Ini isu yang tidak hanya dirasakan oleh mereka dengan disabilitas, kita pun sebagai pengguna fasilitas umum sering dirugikan oleh perilaku tidak bertanggung jawab perusak fasilitas umum. Contohnya ? Baut-baut di jembatan suramadu yang raib di ambil warga tidak bertanggung jawab. Atau bagaimana kita berjibaku setiap hari berebut hak penggunaan trotoar dengan pedangan kaki lima dan pedagang asongan. Coba kita instrospeksi diri juga, kalau di angkutan umum kita sering memanfaatkan kursi prioritas bagi penyandang disabilitas tidak? Terutama kalau jalanan macet, badan lelah setelah pulang kerja, saya sering kali tergoda menggunakan fasilitas ini.
Padahal, fasilitas bagi penyandang disabilitas disediakan negara bertujuan untuk mempermudah kegiatan mereka sehari-hari karena mereka juga mendapatkan hak yang sama dengan masyarakat lainnya. Artinya, ketika pemerintah membangun trotoar dengan guiding block kuning itu, pemerintah menyediakan fasilitas umum untuk semua warga negaranya tanpa terkecuali. Dengan membangun warung di sepanjang totoar, menunjukkan seolah-olah hanya pedang kaki limalah yang berhak menggunakan fasilitas umum tersebut dan menghilangkan hak orang lain yang juga ingin menggunakan trotoar sebagai fasilitas umum.
4.Masih belum bisa membedakan kursi roda untuk orang sakit dan kursi roda untuk mereka dengan keterbatasan gerak.
Pada suatu forum diskusi dengan penyandang disabilitas, seorang ibu pernah bercerita, bahwa ada seorang pendonor yang terpaksa ditolak kebaikan hatinya karena ia salah membelikan kursi roda.

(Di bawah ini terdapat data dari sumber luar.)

//! # Logging
//!
//! Structured logging for the generator and the client runtime, built on
//! `tracing-subscriber`.
//!
//! ## Environment Variables
//!
//! | Variable | Values | Default |
//! |----------|--------|---------|
//! | `WSGEN_LOG_LEVEL` | `trace`, `debug`, `info`, `warn`, `error` | `warn` |
//! | `WSGEN_LOG_FORMAT` | `json`, `pretty` | `pretty` |
//! | `WSGEN_LOG_TARGET_FILTER` | comma-separated `EnvFilter` directives | none |
//! | `WSGEN_LOG_INCLUDE_LOCATION` | `true`, `false` | `false` |
//!
//! `RUST_LOG`, when set, replaces `WSGEN_LOG_LEVEL`. Target directives are
//! added on top of either, e.g. `asyncapi_wsgen::runtime=debug`.
//!
//! Logs go to stderr so generated output and CLI summaries on stdout stay
//! clean.
//!
//! ```rust,no_run
//! use asyncapi_wsgen::logging::{init_logging_with_config, LogConfig};
//!
//! # fn main() -> anyhow::Result<()> {
//! init_logging_with_config(&LogConfig::from_env())?;
//! # Ok(())
//! # }
//! ```

use anyhow::{Context, Result};
use std::env;
use tracing::Level;
use tracing_subscriber::layer::SubscriberExt;
use tracing_subscriber::util::SubscriberInitExt;
use tracing_subscriber::{EnvFilter, Layer};

pub const ENV_LOG_LEVEL: &str = "WSGEN_LOG_LEVEL";
pub const ENV_LOG_FORMAT: &str = "WSGEN_LOG_FORMAT";
pub const ENV_LOG_TARGET_FILTER: &str = "WSGEN_LOG_TARGET_FILTER";
pub const ENV_LOG_INCLUDE_LOCATION: &str = "WSGEN_LOG_INCLUDE_LOCATION";

/// Log format: JSON for machines, pretty-print for terminals
#[derive(Debug, Clone, Copy, PartialEq, Eq)]
pub enum LogFormat {
    Json,
    Pretty,
}

impl LogFormat {
    pub fn parse(s: &str) -> Self {
        match s.trim().to_lowercase().as_str() {
            "json" => LogFormat::Json,
            _ => LogFormat::Pretty,
        }
    }
}

#[derive(Debug, Clone, PartialEq, Eq)]
pub struct LogConfig {
    /// Log level: trace/debug/info/warn/error
    pub log_level: String,
    pub format: LogFormat,
    /// Extra `EnvFilter` directives (comma-separated)
    pub target_filter: Option<String>,
    /// Include file:line in every event
    pub include_location: bool,
}

impl Default for LogConfig {
    fn default() -> Self {
        Self {
            log_level: "warn".to_string(),
            format: LogFormat::Pretty,
            target_filter: None,
            include_location: false,
        }
    }
}

impl LogConfig {
    /// Parse configuration from environment variables with defaults
    pub fn from_env() -> Self {
        Self::from_lookup(|key| env::var(key).ok())
    }

    pub fn from_lookup<F>(lookup: F) -> Self
    where
        F: Fn(&str) -> Option<String>,
    {
        let defaults = Self::default();
        Self {
            log_level: lookup(ENV_LOG_LEVEL).unwrap_or(defaults.log_level),
            format: lookup(ENV_LOG_FORMAT)
                .map(|s| LogFormat::parse(&s))
                .unwrap_or(defaults.format),
            target_filter: lookup(ENV_LOG_TARGET_FILTER).filter(|s| !s.trim().is_empty()),
            include_location: lookup(ENV_LOG_INCLUDE_LOCATION)
                .and_then(|s| s.trim().parse().ok())
                .unwrap_or(defaults.include_location),
        }
    }

    /// Verbose configuration for local debugging
    pub fn default_dev() -> Self {
        Self {
            log_level: "debug".to_string(),
            format: LogFormat::Pretty,
            target_filter: None,
            include_location: true,
        }
    }

    pub fn level(&self) -> Level {
        match self.log_level.trim().to_lowercase().as_str() {
            "trace" => Level::TRACE,
            "debug" => Level::DEBUG,
            "info" => Level::INFO,
            "error" => Level::ERROR,
            _ => Level::WARN,
        }
    }
}

/// Build the event filter: `RUST_LOG` or the configured level, plus the
/// configured target directives. Directives that fail to parse are returned
/// alongside the filter.
pub fn build_env_filter(config: &LogConfig) -> (EnvFilter, Vec<String>) {
    let mut env_filter = EnvFilter::try_from_default_env()
        .unwrap_or_else(|_| EnvFilter::new(config.level().as_str()));
    let mut rejected = Vec::new();

    if let Some(target_filter) = &config.target_filter {
        for filter in target_filter.split(',') {
            let filter = filter.trim();
            if filter.is_empty() {
                continue;
            }
            match filter.parse() {
                Ok(directive) => env_filter = env_filter.add_directive(directive),
                Err(_) => rejected.push(filter.to_string()),
            }
        }
    }
    (env_filter, rejected)
}

/// Install the global subscriber described by `config`.
///
/// Fails if a global subscriber is already installed.
pub fn init_logging_with_config(config: &LogConfig) -> Result<()> {
    let (env_filter, rejected) = build_env_filter(config);

    let fmt_layer = match config.format {
        LogFormat::Json => tracing_subscriber::fmt::layer()
            .json()
            .with_current_span(true)
            .with_target(true)
            .with_span_list(true)
            .with_file(config.include_location)
            .with_line_number(config.include_location)
            .with_writer(std::io::stderr)
            .boxed(),
        LogFormat::Pretty => tracing_subscriber::fmt::layer()
            .pretty()
            .with_target(true)
            .with_thread_ids(false)
            .with_file(config.include_location)
            .with_line_number(config.include_location)
            .with_writer(std::io::stderr)
            .boxed(),
    };

    tracing_subscriber::registry()
        .with(env_filter)
        .with(fmt_layer)
        .try_init()
        .context("Failed to initialize logging")?;

    for directive in rejected {
        tracing::warn!(%directive, "ignoring invalid log filter directive");
    }
    Ok(())
}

Kursi roda yang dibeli ternyata adalah kursi roda yang umum ada di rumah sakit. Kursi roda tersebut ternyata tidak bisa dipakai oleh mereka yang memiliki disabilitas gerak. Kursi roda yang umum ada di rumah sakit memiliki jarak yang cukup jauh antara roda dan sandaran tangan, yang akan membuat orang dengan disabilitas gerak menjadi kesulitan mengayuh rodanya. Padahal, fungsi kursi roda adalah sebagai alat bantu gerak yang memudahkan mereka beraktivitas. Orang dengan disabilitas gerak membutuhkan kursi roda yang jarak roda dengan sandaran tangan yang dekat, ini yang disebut kursi roda aktif. Dimana mereka dapat dengan mudah mengayuh roda sehingga mereka lebih leluasa beraktivitas.

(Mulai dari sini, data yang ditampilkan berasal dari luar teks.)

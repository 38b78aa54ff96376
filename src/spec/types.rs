use crate::error::SpecWarning;

/// An AsyncAPI document reduced to what client generation needs.
///
/// Schemas and channels keep the order in which the document declares them.
#[derive(Debug, Clone, PartialEq)]
pub struct SpecDocument {
    /// Declared `asyncapi` version, if any
    pub version: Option<String>,
    pub title: String,
    pub description: String,
    pub server: ServerDescriptor,
    /// `components.schemas`, in declaration order
    pub schemas: Vec<NamedSchema>,
    /// `channels`, in declaration order
    pub channels: Vec<ChannelDescriptor>,
    /// Non-fatal findings from loading
    pub warnings: Vec<SpecWarning>,
}

impl SpecDocument {
    /// Look up a component schema by its declared name.
    pub fn schema(&self, name: &str) -> Option<&NamedSchema> {
        self.schemas.iter().find(|s| s.name == name)
    }

    /// Every message of every channel, channels first, in declaration order.
    pub fn messages(&self) -> impl Iterator<Item = (&ChannelDescriptor, &MessageDescriptor)> {
        self.channels
            .iter()
            .flat_map(|c| c.messages.iter().map(move |m| (c, m)))
    }
}

/// The endpoint the generated client connects to by default.
#[derive(Debug, Clone, PartialEq, Eq)]
pub struct ServerDescriptor {
    pub protocol: String,
    pub host: String,
    pub port: Option<String>,
    pub pathname: Option<String>,
}

impl ServerDescriptor {
    /// `protocol://host[:port][pathname]`
    pub fn url(&self) -> String {
        let mut url = format!("{}://{}", self.protocol, self.host);
        if let Some(port) = &self.port {
            url.push(':');
            url.push_str(port);
        }
        if let Some(path) = &self.pathname {
            if !path.starts_with('/') {
                url.push('/');
            }
            url.push_str(path);
        }
        url
    }
}

impl Default for ServerDescriptor {
    fn default() -> Self {
        Self {
            protocol: "wss".to_string(),
            host: "localhost".to_string(),
            port: None,
            pathname: None,
        }
    }
}

/// A schema from `components.schemas`.
#[derive(Debug, Clone, PartialEq)]
pub struct NamedSchema {
    pub name: String,
    pub description: Option<String>,
    pub schema: SchemaDescriptor,
}

/// Structural description of a JSON schema.
#[derive(Debug, Clone, PartialEq)]
pub enum SchemaDescriptor {
    Primitive(PrimitiveType),
    /// A string restricted to a list of literals
    Enum {
        values: Vec<String>,
        /// `title` of the schema, used to find the named enum of an inline enum
        title: Option<String>,
    },
    Record {
        fields: Vec<FieldDescriptor>,
    },
    Array(Box<SchemaDescriptor>),
    /// `$ref` reduced to the referenced schema name
    Reference(String),
}

impl SchemaDescriptor {
    pub fn is_emitted_type(&self) -> bool {
        matches!(self, SchemaDescriptor::Enum { .. } | SchemaDescriptor::Record { .. })
    }
}

#[derive(Debug, Clone, Copy, PartialEq, Eq)]
pub enum PrimitiveType {
    String,
    Integer,
    Number,
    Boolean,
    /// Untyped or unsupported; maps to the generic JSON value
    Any,
}

/// One property of a record schema.
#[derive(Debug, Clone, PartialEq)]
pub struct FieldDescriptor {
    pub name: String,
    pub schema: SchemaDescriptor,
    pub required: bool,
    pub description: Option<String>,
}

#[derive(Debug, Clone, PartialEq)]
pub struct ChannelDescriptor {
    /// Key under `channels`
    pub name: String,
    pub address: Option<String>,
    pub messages: Vec<MessageDescriptor>,
}

#[derive(Debug, Clone, PartialEq)]
pub struct MessageDescriptor {
    /// Key under the channel's `messages`; used verbatim as the wire `type`
    pub name: String,
    pub summary: Option<String>,
    pub payload: Option<SchemaDescriptor>,
}
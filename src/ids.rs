use std::fmt::{Display, Formatter};

/// Identifier of one client instance, carried on every runtime log line and
/// on the connection failures handed to error handlers.
///
/// Backed by a ULID, so identifiers sort by creation time.
#[derive(Clone, Copy, Eq, PartialEq, Hash, Debug)]
pub struct ConnectionId(ulid::Ulid);

impl ConnectionId {
    pub fn new() -> Self {
        Self(ulid::Ulid::new())
    }
}

impl Default for ConnectionId {
    fn default() -> Self {
        Self::new()
    }
}

impl Display for ConnectionId {
    fn fmt(&self, f: &mut Formatter<'_>) -> std::fmt::Result {
        write!(f, "{}", self.0)
    }
}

5.Masih banyak yang merasa kasihan dengan mereka dengan disabilitas.
Dulu, mungkin kita akan lebih sering bertemu mereka dengan disabilitas di panti-panti atau rumah khusus atau sekolah luar biasa. Namun, sekarang banyak dari mereka dengan disabilitas yang berani muncul dengan berbagai macam prestasi. Misalnya Surya Sahetapy, putra penyanyi Dewi Yul dan Ray Sahetapy, yang pada tahun 2018 lalu menjadi presenter di Opening Ceremony Asian Para Games 2018 bersama Reza Rahardian. Selain itu, Surya juga kerap menjadi delegasi tuli Indonesia di berbagai konferensi tuli internasional sampai menjadi perwakilan ke PBB dan NASA lho ! Selain itu ada juga Dimas Prasetyo, yang memiliki prestasi luar biasa di bidang bulutangkis. Dalam Special Olympics World Games tahun 2015 di Los Angeles, Dimas mampu membawa pulang 3 medali emas dari cabang bulutangkis mewakili Indonesia. Tentu masih banyak nama-nama lain yang meskipun hidup dengan disabilitas, namun mereka tidak terbatas.
Dahulu saya, karena terbatasnya pengetahuan, informasi dan pengalaman, sering kali merasa kasihan kepada mereka penyandang disabilitas. Waktu itu saya berfikir betapa tidak berdayanya mereka yang memiliki keterbatasan penglihatan, tidak bisa membaca, tidak bisa menggunakan smartphone, tidak bisa melihat pemandangan indah waktu travelling dan lain sebagainya. Namun pendapat saya ini ternyata salah. Mereka bisa tetap menikmati itu semua dengan caranya masing-masing. Tidak berarti, mereka dengan disabilitas tidak bisa menikmati hidup. Mereka mampu dan mereka bisa, dengan dukungan yang kita berikan. Ya, mereka tidak butuh rasa kasihan kita, namun dukungan dan kepedulian kita lebih berguna untuk mereka menikmati hidup dengan cara mereka masing-masing.